Indication and Usage

MENOSTAR® (estradiol transdermal system) is indicated for the prevention of postmenopausal osteoporosis. Therapy should be considered only for women at significant risk of osteoporosis. Nonestrogen medications should be carefully considered first.

The mainstays for decreasing the risk of postmenopausal osteoporosis are weight-bearing exercise, adequate calcium and vitamin D intake and when indicated, pharmacologic therapy. Postmenopausal women require an average of 1500 mg/day of elemental calcium. Therefore, when not contraindicated, calcium supplementation may be helpful for women with suboptimal dietary intake. Vitamin D supplementation of 400 to 800 IU/day may also be required to ensure adequate daily intake in postmenopausal women.

Risk factors for osteoporosis include low bone mineral density, low estrogen levels, family history of osteoporosis, previous fracture, small frame (low BMI), light skin color, smoking, and alcohol intake. Response to therapy can be assessed during treatment by measuring biochemical markers of bone formation/resorption, and/or bone mineral density (BMD).

Estrogen therapy reduces bone resorption and retards or halts postmenopausal bone loss. Studies have shown a risk ratio of about 0.4 for hip and wrist fractures in women whose estrogen therapy was begun within a few years of menopause, compared to women taking calcium and vitamin D alone. Studies also suggest that estrogen reduces the rate of vertebral fractures. Even when started as late as 6 years after menopause, estrogen reduces further loss of bone mass for as long as treatment is continued. When estrogen therapy is discontinued, bone mass declines at a rate comparable to the immediate postmenopausal period.

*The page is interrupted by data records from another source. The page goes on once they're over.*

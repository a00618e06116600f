//! Authentication collaborator boundary.

use crate::error::AuthResult;
use async_trait::async_trait;

/// Outbound "send verification code" capability.
///
/// The form issues at most one request at a time; the transport behind this
/// trait (HTTP client, test double) is the host's concern.
#[async_trait]
pub trait AuthModel: Send + Sync {
    /// Request a verification code for the given phone string,
    /// e.g. `"+44 7911123456"`.
    async fn send_phone(&self, phone: &str) -> AuthResult<()>;
}
//! Phone Entry Form - presentation logic for a phone-number entry and submission screen.
//!
//! This library binds user edits of a country-code field and a phone-number
//! field to derived state (detected country, formatted display text, send gate)
//! and drives a single guarded asynchronous "send verification code" request.
//! It owns no rendering, no transport, and no localization: those arrive as
//! injected collaborators, and every observable effect leaves through an
//! explicit signal sink.
//!
//! # Architecture
//!
//! - **domain**: Country and parsed-phone value objects, digit helpers
//! - **error**: Custom error types for precise error handling
//! - **config**: Tunables with environment overrides
//! - **phone**: `PhoneUtil` capability trait and its metadata-backed default
//! - **auth**: `AuthModel` trait for the outbound send request
//! - **resources**: Localized string lookup
//! - **form**: `FormController`, its state, derivation rules, and signals

pub mod auth;
pub mod config;
pub mod domain;
pub mod error;
pub mod form;
pub mod phone;
pub mod resources;

pub use auth::AuthModel;
pub use config::FormConfig;
pub use domain::{Country, ParsedPhone};
pub use error::{AuthError, AuthResult, ConfigError, FormValidationError, PhoneParseError};
pub use form::{FieldId, FormController, FormSignal, FormState, SignalSink};
pub use phone::{MetadataPhoneUtil, PhoneUtil};
pub use resources::{ResourceProvider, StaticResources, StringKey};
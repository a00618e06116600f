//! Owned state of the form.

use crate::domain::Country;

/// Everything the form remembers between operations.
///
/// Raw inputs plus the in-progress flag are the only free variables; the
/// rest is recomputed by the rules in [`super::rules`] on every change.
/// State is per-screen-session and rebuilt from scratch on recreation.
#[derive(Debug, Clone)]
pub struct FormState {
    /// Canonical country-code text, always starting with '+'.
    pub(crate) country_code_text: String,

    /// Phone number exactly as entered (or injected by a long paste).
    pub(crate) phone_number_text: String,

    /// Validation message currently attached to the phone field.
    pub(crate) phone_error: Option<String>,

    /// Country derived from the country-code digits, or chosen directly.
    pub(crate) detected_country: Country,

    /// True while a submission is outstanding.
    pub(crate) in_progress: bool,

    /// Derived send-button gate.
    pub(crate) send_enabled: bool,
}

impl FormState {
    pub(crate) fn new(initial_country_code: String, detected_country: Country) -> Self {
        Self {
            country_code_text: initial_country_code,
            phone_number_text: String::new(),
            phone_error: None,
            detected_country,
            in_progress: false,
            send_enabled: false,
        }
    }

    pub fn country_code_text(&self) -> &str {
        &self.country_code_text
    }

    pub fn phone_number_text(&self) -> &str {
        &self.phone_number_text
    }

    pub fn phone_error(&self) -> Option<&str> {
        self.phone_error.as_deref()
    }

    pub fn detected_country(&self) -> &Country {
        &self.detected_country
    }

    pub fn in_progress(&self) -> bool {
        self.in_progress
    }

    pub fn send_enabled(&self) -> bool {
        self.send_enabled
    }
}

Data from the Women’s Health Initiative study showed that use of estrogen (dose equivalent to 0.625 CE) resulted in about 6 less hip fractures per 10,000 women/years, compared to use of placebo (risk ratio about 0.6).

Contraindications

MENOSTAR should not be used in women with any of the following conditions:

  1. Undiagnosed abnormal genital bleeding.
  2. Known, suspected, or history of cancer of the breast.
  3. Known or suspected estrogen-dependent neoplasia.
  4. Active deep vein thrombosis, pulmonary embolism or a history of these conditions.
  5. Active or recent (e.g., within the past year) arterial thromboembolic disease (e.g., stroke, myocardial infarction).
  6. Liver dysfunction or disease.
  7. MENOSTAR should not be used in patients with known hypersensitivity to its ingredients.
  8. Known or suspected pregnancy. There is no indication for MENOSTAR in pregnancy. There appears to be little or no increased risk of birth defects from oral contraceptives in children born to women who have used estrogens and progestins from oral contraceptives inadvertently during early pregnancy.